OK, I'm trying to improve performance by replacing some join queries with stats, but struggling on a filter.
I have the below query, two source types where the common field between events is 'Correlator' . In source_one I have fields 'Correlator', 'sysplex' and 'servername'.
In source_detail I have 'Correlator', 'sysplex' and multiple other fields, the one for this data is Sample_NAME. 'servername' in source_one could have multiple values and I want to filter on a match so search servername=xyz*
I've tried a number of ways and I can't seem to manage to limit results to a filter on 'servername' without losing everything else, 'sysplex' which is in both sourcetypes filters just fine.
Any thoughts would be appreciated.
index=my_index sourcetype=source_one OR sourcetype=source_detail sysplex=ABC* | stats values(SAMPLE_NAME) AS SampleName values(SAMPLE_TIME) AS SampleTime by Correlator,SampleTime | eval _time=strptime(SampleTime,"%Y-%m-%d %H:%M:%S.%N") | timechart span=1m count by SampleName
I don't understand your stats
|stats values(SAMPLE_NAME) AS SampleName values(SAMPLE_TIME) AS SampleTime by Correlator,SampleTime
You have values(SAMPLE_TIME) as SampleTime which you are trying to split by the same field (SampleTime) again. Its hard to understand your requirement, but your usage of SampleTime is the stats is a bit like doing something like
|stats values(host) by source,host
Is it possible to get an extract of your data and the desired output?
In your primary search you are doing
index=my_index sourcetype=source_one OR sourcetype=source_detail sysplex=ABC*
How have you tried to filter for servername=xyz*? If you use brackets you should be able to filter your results with a servername match, i.e.

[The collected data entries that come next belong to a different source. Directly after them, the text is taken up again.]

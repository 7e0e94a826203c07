use std::fs;
use std::path::Path;

use blackjack_ev::registry::{BetterKind, MoverKind, PolicySources};
use blackjack_ev::simulation::SimulationConfig;
use blackjack_ev::strategy::{CountBand, StrategyTable};
use serde::{Deserialize, Serialize};
use thiserror::Error;

#[derive(Debug, Error)]
pub enum DriverError {
    #[error("Cannot read config file: {0}")]
    Io(#[from] std::io::Error),

    #[error("Cannot parse config file: {0}")]
    Yaml(#[from] serde_yaml::Error),

    #[error("Invalid config value: {0}")]
    Convert(#[from] serde::de::value::Error),

    #[error(transparent)]
    Blackjack(#[from] blackjack_ev::BlackjackError),

    #[error("Invalid log level `{0}`")]
    LogLevel(String),

    #[error("Config file {0}")]
    ConfigPath(String),
}

#[derive(Debug, Clone, Serialize, Deserialize)]
pub struct Config {
    pub rule: ConfigRule,
    pub simulation: ConfigSimulation,
    pub policies: ConfigPolicies,
    #[serde(default = "default_log_level")]
    pub log_level: String,
}

fn default_log_level() -> String {
    String::from("info")
}

#[derive(Debug, Clone, Serialize, Deserialize)]
pub struct ConfigRule {
    pub number_of_decks: u8,
    pub cut_card_proportion: f64,
    pub max_splits: u8,
    pub allow_decisions_after_split_aces: bool,
    pub dealer_hit_on_soft17: bool,
    pub allow_das: bool,
    pub allow_late_surrender: bool,
    pub peek_policy: String,

    pub payout_blackjack: f64,
    pub payout_insurance: f64,
}

impl TryInto<blackjack_ev::Rule> for ConfigRule {
    type Error = serde::de::value::Error;

    fn try_into(self) -> Result<blackjack_ev::Rule, Self::Error> {
        let rule = blackjack_ev::Rule {
            number_of_decks: self.number_of_decks,
            cut_card_proportion: self.cut_card_proportion,
            max_splits: self.max_splits,
            allow_decisions_after_split_aces: self.allow_decisions_after_split_aces,
            dealer_hit_on_soft17: self.dealer_hit_on_soft17,
            allow_das: self.allow_das,
            allow_late_surrender: self.allow_late_surrender,
            peek_policy: self.peek_policy.parse()?,
            payout_blackjack: self.payout_blackjack,
            payout_insurance: self.payout_insurance,
        };

        Ok(rule)
    }
}

#[derive(Debug, Clone, Serialize, Deserialize)]
pub struct ConfigSimulation {
    pub hands: u64,
    pub workers: usize,
    pub seed: u64,
    pub ruin_window: usize,
    pub ruin_bankroll: f64,
    /// Log progress every this many hands when running on one worker.
    pub progress_every: u64,
}

impl From<&ConfigSimulation> for SimulationConfig {
    fn from(config: &ConfigSimulation) -> Self {
        SimulationConfig {
            hands: config.hands,
            workers: config.workers,
            seed: config.seed,
            ruin_window: config.ruin_window,
            ruin_bankroll: config.ruin_bankroll,
        }
    }
}

#[derive(Debug, Clone, Serialize, Deserialize)]
pub struct ConfigPolicies {
    pub mover: String,
    pub better: String,
    #[serde(default)]
    pub basic_strategy: Option<String>,
    #[serde(default)]
    pub count_bands: Vec<ConfigCountBand>,
    #[serde(default)]
    pub wong_out_below: Option<f64>,
}

#[derive(Debug, Clone, Serialize, Deserialize)]
pub struct ConfigCountBand {
    pub min: f64,
    pub max: f64,
    pub table: String,
}

/// Policies named by a config, with every table they need loaded.
#[derive(Debug, Clone)]
pub struct Policies {
    pub mover: MoverKind,
    pub better: BetterKind,
    pub sources: PolicySources,
}

impl ConfigPolicies {
    /// Loads the strategy tables. Relative table paths are taken from
    /// `base_dir`, normally the directory of the config file.
    pub fn build(&self, base_dir: &Path) -> Result<Policies, DriverError> {
        let mover: MoverKind = self.mover.parse()?;
        let better: BetterKind = self.better.parse()?;

        let basic_strategy = match &self.basic_strategy {
            Some(path) => Some(StrategyTable::from_file(base_dir.join(path))?),
            None => None,
        };
        let count_bands = self
            .count_bands
            .iter()
            .map(|band| -> Result<CountBand, DriverError> {
                Ok(CountBand {
                    min: band.min,
                    max: band.max,
                    table: StrategyTable::from_file(base_dir.join(&band.table))?,
                })
            })
            .collect::<Result<Vec<_>, DriverError>>()?;

        Ok(Policies {
            mover,
            better,
            sources: PolicySources {
                basic_strategy,
                count_bands,
                wong_out_below: self.wong_out_below,
            },
        })
    }
}

/// Reads the content of a given config file and parses it to a Config.
pub fn parse_config_from_file<P: AsRef<Path>>(filename: P) -> Result<Config, DriverError> {
    let file_content = fs::read_to_string(filename)?;
    Ok(serde_yaml::from_str(&file_content)?)
}
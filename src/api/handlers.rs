//! HTTP request handlers.

use axum::{
    extract::{Query, State},
    Json,
};

use crate::api::types::{HealthResponse, ShipmentQuery};
use crate::domain::Shipment;
use crate::error::{TrackerError, TrackerResult};
use crate::AppState;

/// Look up a shipment by AWB number.
///
/// GET /api/shipment
#[utoipa::path(
    get,
    path = "/api/shipment",
    params(ShipmentQuery),
    responses(
        (status = 200, description = "Shipment found", body = Shipment),
        (status = 400, description = "Missing awb parameter"),
        (status = 404, description = "Unknown AWB number")
    ),
    tag = "shipments"
)]
pub async fn get_shipment(
    State(state): State<AppState>,
    Query(query): Query<ShipmentQuery>,
) -> TrackerResult<Json<Shipment>> {
    // An empty value is treated the same as an absent parameter.
    let awb = match query.awb.as_deref() {
        Some(awb) if !awb.is_empty() => awb,
        _ => return Err(TrackerError::MissingAwb),
    };

    let shipment = state
        .repository
        .find_by_awb(awb)
        .ok_or_else(|| TrackerError::ShipmentNotFound(awb.to_string()))?;

    tracing::info!(
        awb = %awb,
        status = %shipment.shipment_status,
        current_flight = ?shipment.current_leg().map(|leg| leg.flight_number.clone()),
        "Shipment resolved"
    );

    Ok(Json(shipment))
}

/// Health check endpoint.
///
/// GET /api/health
#[utoipa::path(
    get,
    path = "/api/health",
    responses(
        (status = 200, description = "Service is healthy", body = HealthResponse)
    ),
    tag = "health"
)]
pub async fn health_check(State(state): State<AppState>) -> Json<HealthResponse> {
    Json(HealthResponse {
        status: "healthy".to_string(),
        version: env!("CARGO_PKG_VERSION").to_string(),
        shipments: state.repository.count(),
        timestamp: chrono::Utc::now().to_rfc3339(),
    })
}
//! Storage layer for CargoTrack.
//!
//! Shipment lookup lives behind a repository trait so a live tracking
//! feed can replace the bundled fixture data without touching the API
//! layer.

mod repository;

pub use repository::{FixtureShipmentRepository, ShipmentRepository, DEMO_AWB};
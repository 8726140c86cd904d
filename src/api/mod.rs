//! HTTP API layer for CargoTrack.
//!
//! Provides REST endpoints for shipment tracking lookups.

pub mod handlers;
mod routes;
mod types;

pub use routes::build_router;
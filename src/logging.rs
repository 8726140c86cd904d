//! Logging and tracing setup for CargoTrack.

use tracing_subscriber::{layer::SubscriberExt, util::SubscriberInitExt, EnvFilter};

/// Initialize the tracing subscriber with JSON formatting.
///
/// Reads log level from RUST_LOG environment variable.
/// Defaults to `cargotrack=info,tower_http=info`.
pub fn init() {
    let filter = EnvFilter::try_from_default_env()
        .unwrap_or_else(|_| EnvFilter::new("cargotrack=info,tower_http=info"));

    tracing_subscriber::registry()
        .with(filter)
        .with(
            tracing_subscriber::fmt::layer()
                .json()
                .with_target(true)
                .with_file(true)
                .with_line_number(true),
        )
        .init();
}
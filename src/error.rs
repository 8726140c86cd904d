//! Error types for CargoTrack.
//!
//! Defines a unified error type that maps cleanly to HTTP responses.

use axum::{
    http::StatusCode,
    response::{IntoResponse, Response},
    Json,
};
use serde::Serialize;
use thiserror::Error;

use crate::storage::DEMO_AWB;

/// Unified error type for CargoTrack operations.
///
/// Both variants are caller-input errors; this service has no external
/// dependency that can fail server-side.
#[derive(Debug, Error)]
pub enum TrackerError {
    /// The caller did not supply an AWB number.
    #[error("Missing awb parameter")]
    MissingAwb,

    /// The supplied AWB number is not known to this service.
    #[error("Shipment not found: {0}")]
    ShipmentNotFound(String),
}

/// Error response body for API clients.
#[derive(Debug, Serialize)]
pub struct ErrorResponse {
    pub error: String,
    #[serde(skip_serializing_if = "Option::is_none")]
    pub hint: Option<String>,
}

impl IntoResponse for TrackerError {
    fn into_response(self) -> Response {
        let (status, message, hint) = match &self {
            TrackerError::MissingAwb => (
                StatusCode::BAD_REQUEST,
                format!("Missing awb parameter. Example: /api/shipment?awb={DEMO_AWB}"),
                None,
            ),
            TrackerError::ShipmentNotFound(_) => (
                StatusCode::NOT_FOUND,
                "Shipment not found in this demo API.".to_string(),
                // The hint quotes the record's own AWB rendering, which
                // carries a space where the lookup key carries a dash.
                Some("This demo only knows AWB 235-7167 9705.".to_string()),
            ),
        };

        let body = ErrorResponse {
            error: message,
            hint,
        };

        (status, Json(body)).into_response()
    }
}

/// Result type alias for tracker operations.
pub type TrackerResult<T> = Result<T, TrackerError>;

index=my_index ((sourcetype=source_one servername=xyz*) OR sourcetype=source_detail) sysplex=ABC*
As for the rest of the search, there is no point in doing values(SampleTime) as you are splitting by time anyway
| stats values(SAMPLE_NAME) AS SampleName by Correlator, SampleTime
| eval _time=strptime(SampleTime,"%Y-%m-%d %H:%M:%S.%N")

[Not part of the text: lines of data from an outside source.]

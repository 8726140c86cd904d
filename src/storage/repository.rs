//! Shipment repository: lookup-by-AWB behind a trait.

use chrono::{DateTime, TimeZone, Utc};

use crate::domain::{LegStatus, Shipment, ShipmentLeg, ShipmentStatus};

/// The one AWB number this demo data set resolves.
///
/// Lookups match this dash-delimited form. The stored record's own `awb`
/// field carries the space-delimited rendering (`235-7167 9705`) as
/// printed on the waybill; both spellings are preserved exactly as they
/// appear in the upstream fixture.
pub const DEMO_AWB: &str = "235-7167-9705";

/// Lookup-by-identifier capability for shipments.
///
/// The fixture implementation below serves canned data; a real
/// deployment would implement this trait against an airline tracking
/// feed.
pub trait ShipmentRepository: Send + Sync {
    /// Resolve an AWB number to its shipment record.
    ///
    /// Matching is exact: case-sensitive, no normalization of spacing or
    /// punctuation.
    fn find_by_awb(&self, awb: &str) -> Option<Shipment>;

    /// Number of shipments this repository can resolve.
    fn count(&self) -> usize;
}

/// Immutable in-memory repository holding the demo shipment.
///
/// Constructed once at startup and never mutated, so it is safe to share
/// across handlers without synchronization.
pub struct FixtureShipmentRepository {
    entries: Vec<(String, Shipment)>,
}

impl FixtureShipmentRepository {
    /// Build the repository with the bundled demo data.
    pub fn new() -> Self {
        let demo = demo_shipment();
        demo.validate()
            .expect("demo shipment fixture must be internally consistent");

        Self {
            entries: vec![(DEMO_AWB.to_string(), demo)],
        }
    }
}

impl Default for FixtureShipmentRepository {
    fn default() -> Self {
        Self::new()
    }
}

impl ShipmentRepository for FixtureShipmentRepository {
    fn find_by_awb(&self, awb: &str) -> Option<Shipment> {
        self.entries
            .iter()
            .find(|(key, _)| key == awb)
            .map(|(_, shipment)| shipment.clone())
    }

    fn count(&self) -> usize {
        self.entries.len()
    }
}

fn ts(year: i32, month: u32, day: u32, hour: u32, min: u32) -> DateTime<Utc> {
    Utc.with_ymd_and_hms(year, month, day, hour, min, 0)
        .single()
        .expect("fixture timestamps are valid calendar dates")
}

/// The demo shipment: a two-leg Turkish Airlines freighter itinerary
/// from Frankfurt to Bombay via Istanbul, mid-flight on the first leg.
fn demo_shipment() -> Shipment {
    Shipment {
        awb: "235-7167 9705".to_string(),
        airline_prefix: "235".to_string(),
        airline_name: "Turkish Airlines".to_string(),
        shipment_status: ShipmentStatus::InTransit,
        summary: "Shipment is currently in the air on the first leg FRA → IST.".to_string(),
        origin: "FRA".to_string(),
        final_destination: "BOM".to_string(),
        legs: vec![
            ShipmentLeg {
                leg_number: 1,
                from: "FRA".to_string(),
                to: "IST".to_string(),
                flight_number: "TK6404".to_string(),
                scheduled_departure: ts(2025, 11, 8, 10, 0),
                scheduled_arrival: ts(2025, 11, 8, 14, 0),
                estimated_departure: ts(2025, 11, 8, 10, 10),
                estimated_arrival: ts(2025, 11, 8, 14, 20),
                status: LegStatus::InFlight,
                remark: "Freighter departed Frankfurt and is en-route to Istanbul.".to_string(),
            },
            ShipmentLeg {
                leg_number: 2,
                from: "IST".to_string(),
                to: "BOM".to_string(),
                flight_number: "TK6110".to_string(),
                scheduled_departure: ts(2025, 11, 9, 2, 0),
                scheduled_arrival: ts(2025, 11, 9, 8, 30),
                estimated_departure: ts(2025, 11, 9, 2, 0),
                estimated_arrival: ts(2025, 11, 9, 8, 30),
                status: LegStatus::Scheduled,
                remark: "Planned connection from Istanbul to Bombay.".to_string(),
            },
        ],
        current_leg_number: Some(1),
        current_location_hint: Some(
            "In flight between Frankfurt (FRA) and Istanbul (IST).".to_string(),
        ),
        last_updated: ts(2025, 11, 8, 11, 30),
    }
}

#[cfg(test)]
mod tests {
    use super::*;

    #[test]
    fn test_demo_fixture_satisfies_invariants() {
        assert!(demo_shipment().validate().is_ok());
    }

    #[test]
    fn test_find_by_demo_awb() {
        let repo = FixtureShipmentRepository::new();
        let shipment = repo.find_by_awb(DEMO_AWB).unwrap();

        // The lookup key is dash-delimited; the record itself renders
        // the AWB with a space.
        assert_eq!(shipment.awb, "235-7167 9705");
        assert_eq!(shipment.shipment_status, ShipmentStatus::InTransit);
        assert_eq!(shipment.legs.len(), 2);
        assert_eq!(shipment.legs[0].flight_number, "TK6404");
        assert_eq!(shipment.legs[1].flight_number, "TK6110");
        assert_eq!(shipment.current_leg_number, Some(1));
    }

    #[test]
    fn test_find_is_exact_match_only() {
        let repo = FixtureShipmentRepository::new();

        assert!(repo.find_by_awb("000-0000-0000").is_none());
        // The record's own space-delimited rendering is not a valid key.
        assert!(repo.find_by_awb("235-7167 9705").is_none());
        // No case or punctuation normalization.
        assert!(repo.find_by_awb("235-7167-9705 ").is_none());
        assert!(repo.find_by_awb("235 7167 9705").is_none());
    }

    #[test]
    fn test_count() {
        let repo = FixtureShipmentRepository::new();
        assert_eq!(repo.count(), 1);
    }

    #[test]
    fn test_lookup_returns_identical_record_each_time() {
        let repo = FixtureShipmentRepository::new();
        let first = repo.find_by_awb(DEMO_AWB).unwrap();
        let second = repo.find_by_awb(DEMO_AWB).unwrap();
        assert_eq!(first, second);
    }
}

| timechart span=1m count by SampleName
However, your original post is not clear on a couple of points
Is SampleTime in both sources?
What are you actually wanting to count? Is it the count of source1+source2 rows for each Correlator?
When you filter by servername in source1, do you then want that to exclude all source2 events where there is no common Correlator? You are not carrying any source1 fields through the stats command, so you cannot exclude the source2 events, so you would have to carry servername through, e.g. with
| stats values(servername) as servername....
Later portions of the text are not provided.